* [Description of the task]: List each line of the data that holds the word "concrete".

* [Input]:
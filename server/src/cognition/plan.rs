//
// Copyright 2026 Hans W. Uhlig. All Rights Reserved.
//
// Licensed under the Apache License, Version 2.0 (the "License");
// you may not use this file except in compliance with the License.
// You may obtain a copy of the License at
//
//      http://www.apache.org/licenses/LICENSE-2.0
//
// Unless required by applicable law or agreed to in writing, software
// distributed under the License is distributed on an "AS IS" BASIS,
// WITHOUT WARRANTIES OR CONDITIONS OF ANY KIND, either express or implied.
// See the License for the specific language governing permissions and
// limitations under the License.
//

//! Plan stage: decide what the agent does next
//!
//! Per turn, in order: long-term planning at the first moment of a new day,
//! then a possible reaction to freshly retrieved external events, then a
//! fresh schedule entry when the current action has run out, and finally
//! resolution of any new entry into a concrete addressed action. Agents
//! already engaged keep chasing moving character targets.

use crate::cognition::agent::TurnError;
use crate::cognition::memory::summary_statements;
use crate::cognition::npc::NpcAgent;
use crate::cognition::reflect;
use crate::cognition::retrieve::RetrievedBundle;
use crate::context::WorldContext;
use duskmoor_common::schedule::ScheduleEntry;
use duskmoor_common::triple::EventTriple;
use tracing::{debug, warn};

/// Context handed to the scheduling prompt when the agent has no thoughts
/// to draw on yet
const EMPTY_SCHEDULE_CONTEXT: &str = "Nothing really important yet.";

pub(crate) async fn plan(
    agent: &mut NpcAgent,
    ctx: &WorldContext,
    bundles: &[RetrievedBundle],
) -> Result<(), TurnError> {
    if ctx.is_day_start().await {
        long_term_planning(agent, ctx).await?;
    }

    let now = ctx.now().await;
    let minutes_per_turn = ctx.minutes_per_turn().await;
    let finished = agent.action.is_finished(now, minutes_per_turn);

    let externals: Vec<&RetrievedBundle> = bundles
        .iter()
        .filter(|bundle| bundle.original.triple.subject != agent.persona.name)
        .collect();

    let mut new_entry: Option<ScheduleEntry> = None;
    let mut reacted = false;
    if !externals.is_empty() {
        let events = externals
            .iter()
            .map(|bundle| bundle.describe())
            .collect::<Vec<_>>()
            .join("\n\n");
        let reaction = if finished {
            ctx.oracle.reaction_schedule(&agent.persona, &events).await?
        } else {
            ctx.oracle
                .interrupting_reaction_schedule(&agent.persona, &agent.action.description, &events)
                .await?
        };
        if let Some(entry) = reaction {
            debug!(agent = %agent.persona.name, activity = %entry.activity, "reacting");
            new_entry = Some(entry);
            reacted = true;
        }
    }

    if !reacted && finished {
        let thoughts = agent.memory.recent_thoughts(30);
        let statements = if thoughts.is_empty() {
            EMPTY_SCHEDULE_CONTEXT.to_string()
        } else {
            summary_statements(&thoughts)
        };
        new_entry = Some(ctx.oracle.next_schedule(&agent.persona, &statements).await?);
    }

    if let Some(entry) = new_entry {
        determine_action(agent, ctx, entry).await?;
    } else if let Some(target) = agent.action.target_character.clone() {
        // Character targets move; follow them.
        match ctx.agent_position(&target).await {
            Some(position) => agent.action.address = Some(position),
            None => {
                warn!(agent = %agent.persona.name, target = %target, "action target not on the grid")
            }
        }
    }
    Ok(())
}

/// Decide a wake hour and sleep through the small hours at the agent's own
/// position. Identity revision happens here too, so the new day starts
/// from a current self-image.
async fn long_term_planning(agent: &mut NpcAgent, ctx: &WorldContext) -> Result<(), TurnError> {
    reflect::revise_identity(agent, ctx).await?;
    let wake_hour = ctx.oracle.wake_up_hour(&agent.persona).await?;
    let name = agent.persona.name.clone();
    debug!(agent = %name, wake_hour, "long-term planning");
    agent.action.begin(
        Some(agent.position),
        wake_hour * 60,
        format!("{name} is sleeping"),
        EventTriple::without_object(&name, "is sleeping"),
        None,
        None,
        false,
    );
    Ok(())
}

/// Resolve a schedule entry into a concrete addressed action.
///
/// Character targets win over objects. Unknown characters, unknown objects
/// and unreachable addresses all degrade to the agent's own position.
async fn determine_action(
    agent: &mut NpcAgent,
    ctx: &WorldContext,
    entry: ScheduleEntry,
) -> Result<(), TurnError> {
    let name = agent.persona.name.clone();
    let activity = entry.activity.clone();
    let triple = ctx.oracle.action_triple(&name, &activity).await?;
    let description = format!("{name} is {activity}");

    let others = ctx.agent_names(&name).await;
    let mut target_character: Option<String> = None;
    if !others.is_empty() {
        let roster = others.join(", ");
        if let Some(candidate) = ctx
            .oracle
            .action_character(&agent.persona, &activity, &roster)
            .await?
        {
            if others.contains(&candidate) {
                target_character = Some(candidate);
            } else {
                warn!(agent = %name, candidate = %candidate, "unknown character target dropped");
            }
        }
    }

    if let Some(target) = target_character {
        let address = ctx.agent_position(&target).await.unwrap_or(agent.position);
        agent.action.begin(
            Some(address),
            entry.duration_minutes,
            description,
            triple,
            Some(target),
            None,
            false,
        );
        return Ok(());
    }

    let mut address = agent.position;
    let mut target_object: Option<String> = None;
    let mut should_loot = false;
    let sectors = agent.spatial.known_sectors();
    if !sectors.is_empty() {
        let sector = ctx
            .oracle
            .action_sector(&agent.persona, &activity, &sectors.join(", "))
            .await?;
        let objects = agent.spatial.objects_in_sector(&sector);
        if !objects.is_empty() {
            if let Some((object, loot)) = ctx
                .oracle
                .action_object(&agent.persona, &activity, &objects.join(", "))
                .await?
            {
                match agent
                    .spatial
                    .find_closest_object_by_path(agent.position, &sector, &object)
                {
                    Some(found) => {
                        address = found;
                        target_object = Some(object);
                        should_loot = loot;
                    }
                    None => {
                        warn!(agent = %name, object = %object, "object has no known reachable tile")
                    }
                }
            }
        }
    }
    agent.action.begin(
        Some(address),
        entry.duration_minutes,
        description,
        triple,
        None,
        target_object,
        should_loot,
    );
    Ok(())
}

* [Solution to this exercise]:
//! resolution of any new entry into a concrete addressed action. Agents
/// Resolve a schedule entry into a concrete addressed action.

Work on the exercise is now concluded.